Kurek learned to cook out of necessity. Her parents had demanding jobs and her brothers played football, so Kurek ended up cooking most dinners for her family. As an adult, working a corporate job she didn’t love, she would spend her evenings with her grandmother, cooking her dinner. “You should start a restaurant,” her grandmother told her. “You don’t just start a restaurant,” Kurek replied.

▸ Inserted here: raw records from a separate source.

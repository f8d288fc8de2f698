use anyhow::{bail, Result};

use crate::config::AppConfig;
use crate::instance::{InstanceRecord, NewInstance, DEFAULT_INSTANCE_ID};

/// Outcome of removing an instance.
#[derive(Debug, Clone, Copy, PartialEq, Eq)]
pub enum CloseOutcome {
    Remaining(usize),
    /// The last instance is gone; the process should exit.
    Terminate,
    NotFound,
}

/// Owns every live instance record, in creation order.
#[derive(Debug, Default)]
pub struct InstanceRegistry {
    records: Vec<InstanceRecord>,
}

impl InstanceRegistry {
    pub fn new() -> Self {
        Self::default()
    }

    pub fn len(&self) -> usize {
        self.records.len()
    }

    pub fn is_empty(&self) -> bool {
        self.records.is_empty()
    }

    pub fn contains(&self, id: &str) -> bool {
        self.position(id).is_some()
    }

    fn position(&self, id: &str) -> Option<usize> {
        self.records.iter().position(|record| record.id == id)
    }

    pub fn get(&self, id: &str) -> Option<&InstanceRecord> {
        self.records.iter().find(|record| record.id == id)
    }

    pub fn insert(&mut self, record: InstanceRecord) -> Result<&InstanceRecord> {
        if self.contains(&record.id) {
            bail!("Instance {} already exists", record.id);
        }
        self.records.push(record);
        Ok(&self.records[self.records.len() - 1])
    }

    /// Applies `change` to the record and returns the updated copy.
    pub fn update<F>(&mut self, id: &str, change: F) -> Option<InstanceRecord>
    where
        F: FnOnce(&mut InstanceRecord),
    {
        let index = self.position(id)?;
        let record = &mut self.records[index];
        change(record);
        Some(record.clone())
    }

    pub fn close(&mut self, id: &str) -> CloseOutcome {
        let Some(index) = self.position(id) else {
            return CloseOutcome::NotFound;
        };
        self.records.remove(index);
        if self.records.is_empty() {
            CloseOutcome::Terminate
        } else {
            CloseOutcome::Remaining(self.records.len())
        }
    }

    pub fn snapshot(&self) -> Vec<InstanceRecord> {
        self.records.clone()
    }

    #[cfg(test)]
    pub fn ids(&self) -> Vec<String> {
        self.records.iter().map(|record| record.id.clone()).collect()
    }
}

/// What startup should create from the persisted records: either the saved
/// set or a single default instance.
pub fn startup_instances(saved: Vec<InstanceRecord>, config: &AppConfig) -> Vec<InstanceRecord> {
    if saved.is_empty() {
        vec![InstanceRecord::build(
            NewInstance::with_id(DEFAULT_INSTANCE_ID),
            config,
        )]
    } else {
        saved
    }
}

#[cfg(test)]
mod tests {
    use super::*;
    use crate::store::{PreferencesStore, INSTANCES_KEY};
    use serde_json::json;

    fn registry_with(ids: &[&str]) -> InstanceRegistry {
        let config = AppConfig::default();
        let mut registry = InstanceRegistry::new();
        for id in ids {
            registry
                .insert(InstanceRecord::build(NewInstance::with_id(*id), &config))
                .unwrap();
        }
        registry
    }

    #[test]
    fn empty_store_starts_with_default_instance() {
        let config = AppConfig::default();
        let records = startup_instances(Vec::new(), &config);
        assert_eq!(records.len(), 1);
        assert_eq!(records[0].id, "default");
        assert_eq!(records[0].target_url, "https://home.i.smith.bz/");
        assert_eq!((records[0].window_width, records[0].window_height), (375, 667));
    }

    #[test]
    fn invalid_saved_record_is_not_created() {
        let dir = tempfile::tempdir().unwrap();
        let store = PreferencesStore::in_dir(dir.path());
        store
            .set(
                INSTANCES_KEY,
                json!([
                    { "id": "broken", "width": 300 },
                    { "id": "valid", "url": "https://valid.example/" },
                ]),
            )
            .unwrap();
        let config = AppConfig::default();

        let mut registry = InstanceRegistry::new();
        for record in startup_instances(store.load(&config), &config) {
            registry.insert(record).unwrap();
        }

        assert_eq!(registry.ids(), vec!["valid".to_string()]);
    }

    #[test]
    fn duplicate_create_is_rejected() {
        let mut registry = registry_with(&["a"]);
        assert!(registry
            .insert(InstanceRecord::build(NewInstance::with_id("a"), &AppConfig::default()))
            .is_err());
        assert_eq!(registry.len(), 1);
    }

    #[test]
    fn closing_last_instance_terminates() {
        let mut registry = registry_with(&["a", "b"]);
        assert_eq!(registry.close("a"), CloseOutcome::Remaining(1));
        assert_eq!(registry.close("a"), CloseOutcome::NotFound);
        assert_eq!(registry.close("b"), CloseOutcome::Terminate);
        assert!(registry.is_empty());
    }

    #[test]
    fn update_mutates_in_place_and_keeps_order() {
        let mut registry = registry_with(&["a", "b", "c"]);
        let updated = registry
            .update("b", |record| record.open_links_externally = true)
            .unwrap();
        assert!(updated.open_links_externally);
        assert!(registry.get("b").unwrap().open_links_externally);
        assert!(registry.update("missing", |_| {}).is_none());
        assert_eq!(registry.ids(), vec!["a", "b", "c"]);
    }
}
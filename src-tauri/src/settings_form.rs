use anyhow::{Context, Result};
use serde::{Deserialize, Serialize};
use tauri::{AppHandle, Manager, WebviewUrl, WebviewWindowBuilder, WindowEvent};

#[cfg(target_os = "macos")]
use tauri::ActivationPolicy;

use crate::instance::InstanceRecord;
use crate::{manager, settings_label, AppRuntime, AppState, SETTINGS_LABEL_PREFIX};

const SETTINGS_PAGE: &str = "settings.html";
const ICON_EXTENSIONS: &[&str] = &["png", "jpg", "jpeg", "tiff", "tif", "bmp", "gif", "ico"];

/// Field values as typed into the settings window. Sizes stay text until
/// save so that bad input can be ignored instead of rejected.
#[derive(Debug, Clone, Serialize, Deserialize, PartialEq, Eq)]
#[serde(rename_all = "camelCase")]
pub struct SettingsForm {
    pub url: String,
    pub external_links: bool,
    pub width: String,
    pub height: String,
    pub use_favicon: bool,
    #[serde(default)]
    pub custom_icon_path: String,
}

impl SettingsForm {
    pub fn from_record(record: &InstanceRecord) -> Self {
        Self {
            url: record.target_url.clone(),
            external_links: record.open_links_externally,
            width: record.window_width.to_string(),
            height: record.window_height.to_string(),
            use_favicon: record.use_favicon,
            custom_icon_path: record.custom_icon_path.clone().unwrap_or_default(),
        }
    }

    /// Writes the form into `record`. Sizes that are not positive integers
    /// leave the current value in place.
    pub fn apply_to(&self, record: &mut InstanceRecord) {
        record.target_url = self.url.trim().to_string();
        record.open_links_externally = self.external_links;
        record.use_favicon = self.use_favicon;
        record.custom_icon_path = Some(self.custom_icon_path.trim())
            .filter(|path| !path.is_empty())
            .map(str::to_string);

        if let Some(width) = parse_dimension(&self.width) {
            record.window_width = width;
        }
        if let Some(height) = parse_dimension(&self.height) {
            record.window_height = height;
        }
    }
}

fn parse_dimension(raw: &str) -> Option<u32> {
    raw.trim().parse::<i64>().ok().filter(|n| *n > 0)?.try_into().ok()
}

#[tauri::command]
pub fn get_instance_settings(id: String, state: tauri::State<AppState>) -> Result<SettingsForm, String> {
    state
        .record(&id)
        .map(|record| SettingsForm::from_record(&record))
        .ok_or_else(|| format!("Unknown instance {id}"))
}

/// Applies the form, then closes the settings window whatever the outcome.
#[tauri::command]
pub fn save_instance_settings(
    id: String,
    form: SettingsForm,
    app: AppHandle<AppRuntime>,
) -> Result<(), String> {
    let result = manager::apply_settings(&app, &id, &form).map(|_| ());
    close(&app, &id);
    result.map_err(|err| err.to_string())
}

#[tauri::command]
pub async fn pick_custom_icon() -> Option<String> {
    rfd::AsyncFileDialog::new()
        .set_title("Choose Menu Bar Icon")
        .add_filter("Images", ICON_EXTENSIONS)
        .pick_file()
        .await
        .map(|file| file.path().display().to_string())
}

/// Shows the settings window of `id`, creating it on first use.
pub fn open(app: &AppHandle<AppRuntime>, id: &str) -> Result<()> {
    let label = settings_label(id);
    if let Some(existing) = app.get_webview_window(&label) {
        existing.show()?;
        existing.set_focus()?;
        return Ok(());
    }

    let init_script = format!(
        "window.__MENU_SITE_INSTANCE_ID__ = {};",
        serde_json::to_string(id)?
    );
    let window = WebviewWindowBuilder::new(app, &label, WebviewUrl::App(SETTINGS_PAGE.into()))
        .title("Website Viewer Settings")
        .inner_size(450.0, 450.0)
        .resizable(false)
        .minimizable(false)
        .center()
        .initialization_script(&init_script)
        .build()
        .with_context(|| format!("Failed to open settings for {id}"))?;

    #[cfg(target_os = "macos")]
    let _ = app.set_activation_policy(ActivationPolicy::Regular);

    let app_handle = app.clone();
    window.on_window_event(move |event| {
        if let WindowEvent::Destroyed = event {
            restore_accessory_policy(&app_handle, &label);
        }
    });

    window.show()?;
    window.set_focus()?;
    Ok(())
}

pub fn close(app: &AppHandle<AppRuntime>, id: &str) {
    if let Some(window) = app.get_webview_window(&settings_label(id)) {
        if let Err(err) = window.close() {
            log::warn!("Failed to close settings for {id}: {err}");
        }
    }
}

/// Back to a menu-bar-only app once no settings window is left.
fn restore_accessory_policy(app: &AppHandle<AppRuntime>, closing_label: &str) {
    let open_forms = app
        .webview_windows()
        .keys()
        .filter(|label| label.starts_with(SETTINGS_LABEL_PREFIX) && label.as_str() != closing_label)
        .count();
    if open_forms > 0 {
        return;
    }
    #[cfg(target_os = "macos")]
    let _ = app.set_activation_policy(ActivationPolicy::Accessory);
}
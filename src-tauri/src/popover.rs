use std::sync::Arc;
use std::time::{Duration, Instant};

use anyhow::{Context, Result};
use parking_lot::Mutex;
use tauri::{
    AppHandle, LogicalSize, Manager, PhysicalPosition, Rect, WebviewUrl, WebviewWindowBuilder,
    WindowEvent,
};

use crate::instance::InstanceRecord;
use crate::navigation::NavigationTracker;
use crate::{manager, popover_label, webview, AppRuntime, AppState};

/// A click on the tray icon blurs the popover before the click arrives;
/// within this window the click is treated as the closing click.
const REOPEN_GRACE: Duration = Duration::from_millis(300);

#[derive(Debug, Default)]
pub struct PopoverState {
    last_auto_hide: Mutex<Option<Instant>>,
}

impl PopoverState {
    fn mark_auto_hidden(&self, at: Instant) {
        *self.last_auto_hide.lock() = Some(at);
    }

    fn suppresses_reopen(&self, now: Instant) -> bool {
        within_grace(*self.last_auto_hide.lock(), now)
    }
}

fn within_grace(last_auto_hide: Option<Instant>, now: Instant) -> bool {
    last_auto_hide.is_some_and(|at| now.saturating_duration_since(at) < REOPEN_GRACE)
}

/// Top-left corner that centers a popover of `popover_width` under the
/// anchor rectangle, kept on screen horizontally.
pub fn anchor_below(
    anchor_x: f64,
    anchor_y: f64,
    anchor_width: f64,
    anchor_height: f64,
    popover_width: f64,
) -> PhysicalPosition<i32> {
    let x = anchor_x + anchor_width / 2.0 - popover_width / 2.0;
    let y = anchor_y + anchor_height;
    PhysicalPosition::new(x.max(0.0).round() as i32, y.round() as i32)
}

/// Builds the hidden popover window hosting the instance's web content.
pub fn create(
    app: &AppHandle<AppRuntime>,
    record: &InstanceRecord,
    navigation: Arc<parking_lot::Mutex<NavigationTracker>>,
) -> Result<Arc<PopoverState>> {
    let config = app.state::<AppState>().config().clone();
    let start_url = webview::start_url(record, &config)?;
    let builder = WebviewWindowBuilder::new(
        app,
        popover_label(&record.id),
        WebviewUrl::External(start_url.clone()),
    );
    let window = webview::configure(builder, app, record, navigation, &config)
        .title(window_title(record))
        .inner_size(record.window_width as f64, record.window_height as f64)
        .resizable(false)
        .visible(false)
        .decorations(false)
        .always_on_top(true)
        .skip_taskbar(true)
        .build()
        .with_context(|| format!("Failed to build popover for {}", record.id))?;

    let state = Arc::new(PopoverState::default());
    let blur_state = Arc::clone(&state);
    let window_clone = window.clone();
    window.on_window_event(move |event| {
        if let WindowEvent::Focused(false) = event {
            if window_clone.is_visible().unwrap_or(false) {
                blur_state.mark_auto_hidden(Instant::now());
                let _ = window_clone.hide();
            }
        }
    });

    webview::probe_target(app, &record.id, start_url);
    Ok(state)
}

pub fn toggle(app: &AppHandle<AppRuntime>, id: &str, anchor: Option<Rect>) -> Result<()> {
    let window = app
        .get_webview_window(&popover_label(id))
        .with_context(|| format!("No popover for {id}"))?;

    if window.is_visible().unwrap_or(false) {
        window.hide()?;
        return Ok(());
    }
    if manager::popover_state(app, id).is_some_and(|state| state.suppresses_reopen(Instant::now())) {
        return Ok(());
    }

    if let Some(rect) = anchor {
        let scale = window.scale_factor()?;
        let position = rect.position.to_physical::<f64>(scale);
        let size = rect.size.to_physical::<f64>(scale);
        let popover_width = window.outer_size()?.width as f64;
        window.set_position(anchor_below(
            position.x,
            position.y,
            size.width,
            size.height,
            popover_width,
        ))?;
    }
    window.show()?;
    window.set_focus()?;
    Ok(())
}

fn window_title(record: &InstanceRecord) -> &str {
    record.target_url.as_str()
}

/// Brings size and title of the popover in line with the record.
pub fn sync(app: &AppHandle<AppRuntime>, record: &InstanceRecord) {
    let Some(window) = app.get_webview_window(&popover_label(&record.id)) else {
        return;
    };
    let size = LogicalSize::new(record.window_width as f64, record.window_height as f64);
    if let Err(err) = window.set_size(size) {
        log::warn!("Failed to resize popover for {}: {err}", record.id);
    }
    if let Err(err) = window.set_title(window_title(record)) {
        log::warn!("Failed to retitle popover for {}: {err}", record.id);
    }
}

pub fn destroy(app: &AppHandle<AppRuntime>, id: &str) {
    if let Some(window) = app.get_webview_window(&popover_label(id)) {
        if let Err(err) = window.destroy() {
            log::warn!("Failed to close popover for {id}: {err}");
        }
    }
}

#[cfg(test)]
mod tests {
    use super::*;
    use crate::config::AppConfig;
    use crate::instance::NewInstance;
    use crate::settings_form::SettingsForm;

    #[test]
    fn centers_under_anchor() {
        let position = anchor_below(1000.0, 0.0, 48.0, 48.0, 750.0);
        assert_eq!(position, PhysicalPosition::new(649, 48));
    }

    #[test]
    fn clamps_to_left_edge() {
        let position = anchor_below(10.0, 0.0, 40.0, 24.0, 375.0);
        assert_eq!(position, PhysicalPosition::new(0, 24));
    }

    #[test]
    fn title_follows_saved_url() {
        let mut record = InstanceRecord::build(NewInstance::with_id("a"), &AppConfig::default());
        assert_eq!(window_title(&record), "https://home.i.smith.bz/");

        let mut form = SettingsForm::from_record(&record);
        form.url = "https://lobste.rs/".into();
        form.apply_to(&mut record);
        assert_eq!(window_title(&record), "https://lobste.rs/");
    }

    #[test]
    fn reopen_suppressed_only_right_after_blur() {
        let now = Instant::now();
        assert!(!within_grace(None, now));
        assert!(within_grace(Some(now), now + Duration::from_millis(100)));
        assert!(!within_grace(Some(now), now + Duration::from_secs(1)));

        let state = PopoverState::default();
        assert!(!state.suppresses_reopen(now));
        state.mark_auto_hidden(now);
        assert!(state.suppresses_reopen(now));
    }
}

Instead, she started a food cart, with the help of family friends Jensen Yip of 808 Grinds and Noho Marchesi of Noho’s Hawaiian Cafe. She served dishes her uncles and father taught her while she was growing up, like mochiko chicken and Hawaiian mac salad, as well as dishes she misses from Hawai‘i, particularly poke. “It was really hard to find the flavors that I loved here because everyone’s like, ‘Oh, we’ll just add 100 different other random ingredients like soybeans,’” she says. “That’s now how we eat it back home.”

Trinidad, similarly, pursued food after a long corporate career. In 2015, he took a sabbatical from Intel to live in Finland, working for a friend’s restaurant there, Café Pispala in Tampere, learning what it took to work in the industry. “We’d wake up at five in the morning to do inventory, clean dishes at two in the morning, drink at two in the morning, and then start again at six in the morning,” he says. “He didn’t drive the passion out of me. So I was like, ‘Let’s keep moving forward.’” He started hosting Filipino pop-ups in 2017, and developed a reputation for dishes like brisket bistek sliders and his crispy pork lumpia. Kurek and Trinidad began their pop-ups in 2021, stumbling upon the Below by Botanist space a few months ago.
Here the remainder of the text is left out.